The diagnosis of idiopathic recurrent miscarriage was made on the basis of a documented history of at least three spontaneous, consecutive miscarriages before 20 weeks’ gestation. Each woman underwent a diagnostic workup to rule out a verifiable cause of the recurrent miscarriages. Diagnostic procedures included hysteroscopy; paternal and maternal karyotyping; cervical cultures for chlamydia, ureaplasma, mycoplasma; a comprehensive hormonal status; and evaluation of antiphospholipid syndrome with immunoglobulins M and G anticardiolipin antibody assessment and lupus anticoagulant testing. According to the diagnostic work-up, the following reasons for exclusion have been identified: uterine abnormalities (n = 22), luteal phase defect (n = 16), hyperprolactinemia (n = 15), hyperandrogenemia (n = 19), genital infections (n = 11), maternal/ paternal balanced translocations (n = 6), antiphospholipid syndrome (n = 5), venous thrombosis (n = 6), and thyroid autoantibodies (n = 10). None of the women included in the study group were pregnant at the time of blood sampling. Among these women, primary recurrent miscarriage was defined as no history of a pregnancy carried beyond 20 weeks’ gestation. Secondary recurrent miscarriage was defined as a history of at least one pregnancy carried beyond 20 weeks’ gestation.

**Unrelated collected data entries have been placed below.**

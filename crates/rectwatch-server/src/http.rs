//! Server-side HTTP/1.1 framing: one request and one response per connection.
//!
//! Only what the two endpoints need: a request line, headers, and a body
//! sized by `Content-Length`. Every response closes the connection.

use std::io::{self, BufRead, Read, Write};

use rectwatch_core::{Error, Result};

/// Upper bound on the request line plus headers.
const MAX_HEAD_BYTES: usize = 16 * 1024;

/// A parsed HTTP request.
#[derive(Debug)]
pub struct Request {
    pub method: String,
    pub path: String,
    pub body: Vec<u8>,
}

/// Reads one request. Bodies longer than `max_body` are refused.
pub fn read_request(reader: &mut impl BufRead, max_body: usize) -> Result<Request> {
    let mut head_bytes = 0;
    let request_line = read_head_line(reader, &mut head_bytes)?;
    let mut parts = request_line.split_whitespace();
    let (Some(method), Some(path), Some(version)) = (parts.next(), parts.next(), parts.next())
    else {
        return Err(Error::malformed(format!(
            "bad request line: {request_line:?}"
        )));
    };
    if !version.starts_with("HTTP/1.") {
        return Err(Error::malformed(format!("unsupported version {version}")));
    }

    let content_length = match read_content_length(reader, &mut head_bytes)? {
        Some(len) => len,
        None if method == "POST" => {
            return Err(Error::malformed("POST request without Content-Length"));
        }
        None => 0,
    };
    if content_length > max_body {
        return Err(Error::malformed(format!(
            "body of {content_length} bytes exceeds the {max_body} byte limit"
        )));
    }
    let mut body = vec![0; content_length];
    reader
        .read_exact(&mut body)
        .map_err(|e| Error::malformed(format!("truncated body: {e}")))?;

    Ok(Request {
        method: method.to_string(),
        path: path.to_string(),
        body,
    })
}

/// Writes a complete response and flushes it.
pub fn write_response(
    writer: &mut impl Write,
    status: u16,
    content_type: &str,
    body: &[u8],
) -> io::Result<()> {
    write!(
        writer,
        "HTTP/1.1 {status} {reason}\r\nContent-Type: {content_type}\r\nContent-Length: {len}\r\nConnection: close\r\n\r\n",
        reason = reason_phrase(status),
        len = body.len(),
    )?;
    writer.write_all(body)?;
    writer.flush()
}

/// Consumes the header block and returns the `Content-Length`, if sent.
fn read_content_length(
    reader: &mut impl BufRead,
    head_bytes: &mut usize,
) -> Result<Option<usize>> {
    let mut content_length = None;
    loop {
        let line = read_head_line(reader, head_bytes)?;
        if line.is_empty() {
            return Ok(content_length);
        }
        let Some((name, value)) = line.split_once(':') else {
            return Err(Error::malformed(format!("bad header: {line:?}")));
        };
        if name.trim().eq_ignore_ascii_case("content-length") {
            let len = value
                .trim()
                .parse()
                .map_err(|_| Error::malformed(format!("bad content length: {value:?}")))?;
            content_length = Some(len);
        }
    }
}

/// Reads one CRLF- or LF-terminated line of the message head.
fn read_head_line(reader: &mut impl BufRead, head_bytes: &mut usize) -> Result<String> {
    let mut line = String::new();
    let remaining = MAX_HEAD_BYTES.saturating_sub(*head_bytes) as u64;
    let read = reader
        .by_ref()
        .take(remaining)
        .read_line(&mut line)
        .map_err(|e| Error::malformed(format!("could not read request: {e}")))?;
    *head_bytes += read;
    if read == 0 || !line.ends_with('\n') {
        return Err(Error::malformed(if *head_bytes >= MAX_HEAD_BYTES {
            "request head too large"
        } else {
            "connection closed mid-request"
        }));
    }
    Ok(line.trim_end_matches(['\r', '\n']).to_string())
}

fn reason_phrase(status: u16) -> &'static str {
    match status {
        200 => "OK",
        400 => "Bad Request",
        404 => "Not Found",
        405 => "Method Not Allowed",
        500 => "Internal Server Error",
        503 => "Service Unavailable",
        _ => "Unknown",
    }
}
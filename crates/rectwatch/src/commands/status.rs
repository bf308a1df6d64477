use std::net::{TcpStream, ToSocketAddrs};
use std::time::Duration;

use rectwatch_core::{config, pid};

pub fn execute() {
    let bind = config::load().server.bind;

    if is_listening(&bind) {
        println!("rectwatch is running on {bind}.");
        return;
    }

    // Nothing answers: a PID file left behind means the server was killed
    // without a clean shutdown, or is stuck.
    match pid::read_pid_file() {
        Ok(Some(pid)) if is_process_alive(pid) => {
            println!("rectwatch process exists (PID: {pid}) but is not responding.");
        }
        Ok(Some(_)) => {
            let _ = pid::remove_pid_file();
            println!("rectwatch is not running (cleaned up stale PID file).");
        }
        _ => println!("rectwatch is not running."),
    }
}

fn is_listening(bind: &str) -> bool {
    let Ok(addrs) = bind.to_socket_addrs() else {
        return false;
    };
    let timeout = Duration::from_millis(250);
    addrs.into_iter().any(|addr| TcpStream::connect_timeout(&addr, timeout).is_ok())
}

/// Checks `/proc` where it exists; elsewhere assumes the PID is alive.
fn is_process_alive(pid: u32) -> bool {
    let proc = std::path::Path::new("/proc");
    !proc.is_dir() || proc.join(pid.to_string()).exists()
}
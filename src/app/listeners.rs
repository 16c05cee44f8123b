//! Window listener plumbing shared by the scroll-driven components.

use std::cell::Cell;
use std::rc::Rc;

use leptos::prelude::*;
use wasm_bindgen::closure::Closure;
use wasm_bindgen::JsCast;

/// Runs `recompute` once on mount and again after every scroll or resize.
/// Event bursts are coalesced to at most one call per animation frame: the
/// handlers only schedule a frame callback, never recompute inline.
/// Listeners and any pending frame are torn down with the owning component.
pub fn on_viewport_change(recompute: impl Fn() + Clone + 'static) {
    Effect::new(move |_| {
        let Some(win) = web_sys::window() else {
            return;
        };
        let pending = Rc::new(Cell::new(false));
        let frame = Rc::new(Cell::new(None::<i32>));

        let tick = Rc::new(Closure::<dyn FnMut()>::new({
            let pending = pending.clone();
            let recompute = recompute.clone();
            move || {
                pending.set(false);
                recompute();
            }
        }));

        let schedule = {
            let pending = pending.clone();
            let frame = frame.clone();
            let tick = tick.clone();
            move || {
                if pending.get() {
                    return;
                }
                if let Some(win) = web_sys::window() {
                    if let Ok(handle) =
                        win.request_animation_frame((*tick).as_ref().unchecked_ref())
                    {
                        pending.set(true);
                        frame.set(Some(handle));
                    }
                }
            }
        };

        let on_scroll = Closure::<dyn FnMut()>::new({
            let schedule = schedule.clone();
            move || schedule()
        });
        let on_resize = Closure::<dyn FnMut()>::new(move || schedule());
        let _ = win.add_event_listener_with_callback("scroll", on_scroll.as_ref().unchecked_ref());
        let _ = win.add_event_listener_with_callback("resize", on_resize.as_ref().unchecked_ref());

        recompute();

        on_cleanup(move || {
            if let Some(win) = web_sys::window() {
                let _ = win
                    .remove_event_listener_with_callback("scroll", on_scroll.as_ref().unchecked_ref());
                let _ = win
                    .remove_event_listener_with_callback("resize", on_resize.as_ref().unchecked_ref());
                if let Some(handle) = frame.get() {
                    let _ = win.cancel_animation_frame(handle);
                }
            }
            drop(tick);
        });
    });
}

/// Current viewport height in CSS pixels.
pub fn viewport_height() -> f64 {
    window()
        .inner_height()
        .ok()
        .and_then(|v| v.as_f64())
        .unwrap_or(0.0)
}
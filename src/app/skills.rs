//! Tech-stack ladder: cards reveal as they intersect the viewport, while a
//! glow travels down the center line with section progress.

use leptos::html;
use leptos::prelude::*;
use leptos_use::{use_intersection_observer_with_options, UseIntersectionObserverOptions};

use crate::motion;

use super::listeners::{on_viewport_change, viewport_height};

const SKILLS: [(&str, bool); 9] = [
    ("QA (Quality Assurance)", true),
    ("n8n Automation", false),
    ("Python Engineering", true),
    ("A/B Testing", false),
    ("System Testing", true),
    ("Workflow Automation", false),
    ("SQL Querying", true),
    ("MySQL Database", false),
    ("Power BI Visualization", true),
];

#[component]
pub fn Skills() -> impl IntoView {
    let section_ref = NodeRef::<html::Div>::new();
    let (progress, set_progress) = signal(0.0_f64);

    on_viewport_change(move || {
        if let Some(el) = section_ref.get_untracked() {
            let rect = el.get_bounding_client_rect();
            set_progress.set(motion::section_through_progress(
                rect.top(),
                rect.height(),
                viewport_height(),
            ));
        }
    });

    // The glow stops short of the line's tail instead of running off it.
    let glow_top = move || format!("top:{:.2}%", (progress.get() * 100.0).min(85.0));

    view! {
        <div node_ref=section_ref class="max-w-4xl mx-auto px-6 relative">
            <div class="text-center mb-20">
                <h2 class="text-5xl md:text-7xl font-black mb-6 tracking-tighter">"Tech Stack"</h2>
                <p class="text-slate-500 text-xl font-light">
                    "A collection of tools that drive my "
                    <span class="text-blue-500">"automation ecosystem"</span> "."
                </p>
            </div>

            <div class="absolute left-1/2 transform -translate-x-1/2 top-48 bottom-0 w-px bg-gradient-to-b from-blue-600/30 via-blue-400/20 to-transparent hidden md:block">
                <div
                    class="absolute left-1/2 -translate-x-1/2 w-3 h-20 bg-gradient-to-b from-cyan-400 via-blue-500 to-transparent rounded-full blur-sm transition-all duration-150"
                    style=glow_top
                ></div>
                <div
                    class="absolute left-1/2 -translate-x-1/2 w-1 h-12 bg-gradient-to-b from-white via-cyan-300 to-transparent rounded-full transition-all duration-150"
                    style=glow_top
                ></div>
                <div class="absolute inset-0 w-px bg-blue-500/30 blur-sm"></div>
            </div>

            <div class="space-y-4 md:space-y-6 relative">
                {SKILLS
                    .iter()
                    .map(|(name, left)| view! { <SkillCard name=*name left=*left /> })
                    .collect_view()}
            </div>
        </div>
    }
}

#[component]
fn SkillCard(name: &'static str, left: bool) -> impl IntoView {
    let card_ref = NodeRef::<html::Div>::new();
    let (visible, set_visible) = signal(false);

    // Inset margins make cards drop out again just before touching the
    // viewport edges, matching the reveal on the way in.
    let _ = use_intersection_observer_with_options(
        card_ref,
        move |entries, _| {
            if let Some(entry) = entries.first() {
                set_visible.set(entry.is_intersecting());
            }
        },
        UseIntersectionObserverOptions::default()
            .thresholds(vec![0.1])
            .root_margin("-50px 0px -50px 0px"),
    );

    let wrapper_class = move || {
        let motion = if visible.get() {
            "opacity-100 translate-x-0 translate-y-0 scale-100 blur-0"
        } else if left {
            "opacity-0 -translate-x-12 translate-y-12 scale-95 blur-sm"
        } else {
            "opacity-0 translate-x-12 translate-y-12 scale-95 blur-sm"
        };
        let order = if left { "md:flex-row-reverse" } else { "" };
        format!(
            "flex flex-col md:flex-row items-center justify-center relative transition-all duration-700 ease-in-out {motion} {order}"
        )
    };

    let dot_class = move || {
        let reveal = if visible.get() {
            "scale-100 opacity-100"
        } else {
            "scale-0 opacity-0"
        };
        format!(
            "hidden md:flex absolute left-1/2 transform -translate-x-1/2 w-3 h-2 rounded-full bg-blue-600 shadow-[0_0_15px_rgba(37,99,235,0.8)] z-10 transition-all duration-500 {reveal}"
        )
    };

    let text_align = if left { "md:text-left" } else { "md:text-right" };

    view! {
        <div node_ref=card_ref class=wrapper_class>
            <div class=format!("w-full md:w-1/2 px-4 {text_align}")>
                <div class="inline-block p-4 px-4 rounded-3xl glass-card hover:border-blue-500/50 hover:bg-blue-600/5 transition-all duration-500 cursor-default group w-full md:w-auto overflow-hidden relative">
                    <div class="absolute inset-0 bg-gradient-to-r from-blue-600/0 via-blue-600/5 to-blue-600/0 translate-x-[-100%] group-hover:translate-x-[100%] transition-transform duration-1000"></div>
                    <span class="text-xl font-bold tracking-tight text-slate-100 group-hover:text-blue-400 group-hover:neon-text-blue transition-all relative z-10">
                        {name}
                    </span>
                </div>
            </div>

            <div class=dot_class></div>

            <div class="hidden md:block md:w-1/2 px-2"></div>
        </div>
    }
}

The control group consisted of 74 women with at least two live births and no history of miscarriage. Patients were recruited consecutively at our outpatient clinic for postmenopausal disorders between January 1996 and September 1999. Control subjects were not randomly selected. Seventy-four women agreed to participate and were included in the study. All control women were postmenopausal, to rule out possible future miscarriages after inclusion in the study. Written informed consent was obtained from participating women. To avoid confounding by ethnicity, only Middle-European white women were included in the study and control groups. To avoid confounding by genetic admixture, only women whose parents were of the same ethnicity were enrolled.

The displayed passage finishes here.